• Work to be completed:
Go over the lines below, and when one contains the word "NlpServiceClient", copy it.

___ Data records

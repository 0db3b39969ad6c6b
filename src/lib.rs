pub mod api;
pub mod config;
pub mod error;
pub mod pipeline;

use std::sync::Arc;

use tracing_subscriber::EnvFilter;

use crate::config::AppConfig;
use crate::pipeline::extractor::{EntityExtractor, ExtractionMode, ModelExtractor, PatternExtractor};
use crate::pipeline::nlp_client::NlpServiceClient;
use crate::pipeline::orchestrator::TriageService;
use crate::pipeline::summarize::{
    NeuralSummarizer, SentenceSummarizer, SummaryStrategy, Summarizer, TruncateSummarizer,
    DEFAULT_MAX_SENTENCES,
};

/// Assemble the triage service from configuration.
///
/// The sidecar client is constructed once here and shared by every
/// component that needs it; per-request code never builds providers.
pub fn build_service(config: &AppConfig) -> TriageService {
    let client = Arc::new(NlpServiceClient::new(
        &config.nlp_base_url,
        config.nlp_timeout_secs,
    ));

    if config.needs_nlp_service() {
        if client.is_available() {
            tracing::info!(url = %config.nlp_base_url, "NLP sidecar reachable");
        } else {
            tracing::warn!(
                url = %config.nlp_base_url,
                "NLP sidecar not reachable, analysis requests will fail until it is up"
            );
        }
    }

    let extractor: Arc<dyn EntityExtractor> = match config.extraction_mode {
        ExtractionMode::Pattern => Arc::new(PatternExtractor),
        ExtractionMode::Model => Arc::new(ModelExtractor::new(client.clone())),
    };

    let summarizer: Arc<dyn Summarizer> = match config.summary_strategy {
        SummaryStrategy::Truncate => Arc::new(TruncateSummarizer::default()),
        SummaryStrategy::Sentences => {
            Arc::new(SentenceSummarizer::new(client.clone(), DEFAULT_MAX_SENTENCES))
        }
        SummaryStrategy::Neural => Arc::new(NeuralSummarizer::new(client)),
    };

    TriageService::new(extractor, summarizer)
}

/// Process entry point: tracing, configuration, service assembly, serve.
pub fn run() {
    tracing_subscriber::fmt()
        .with_env_filter(
            EnvFilter::try_from_default_env()
                .unwrap_or_else(|_| EnvFilter::new(config::default_log_filter())),
        )
        .init();

    tracing::info!("Aurora starting v{}", config::APP_VERSION);

    let config = AppConfig::from_env();
    tracing::info!(
        mode = %config.extraction_mode,
        summary = %config.summary_strategy,
        "configured"
    );

    // Built outside the runtime: the blocking HTTP client must not be
    // created in an async context.
    let service = Arc::new(build_service(&config));
    let app = api::triage_router(service);

    let runtime = tokio::runtime::Runtime::new().expect("failed to start async runtime");
    runtime.block_on(async move {
        let listener = tokio::net::TcpListener::bind(config.bind_addr)
            .await
            .expect("failed to bind listen address");
        tracing::info!(addr = %config.bind_addr, "Aurora listening");
        axum::serve(listener, app)
            .await
            .expect("error while running Aurora");
    });
}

______

• Exercise result:
use crate::pipeline::nlp_client::NlpServiceClient;
    let client = Arc::new(NlpServiceClient::new(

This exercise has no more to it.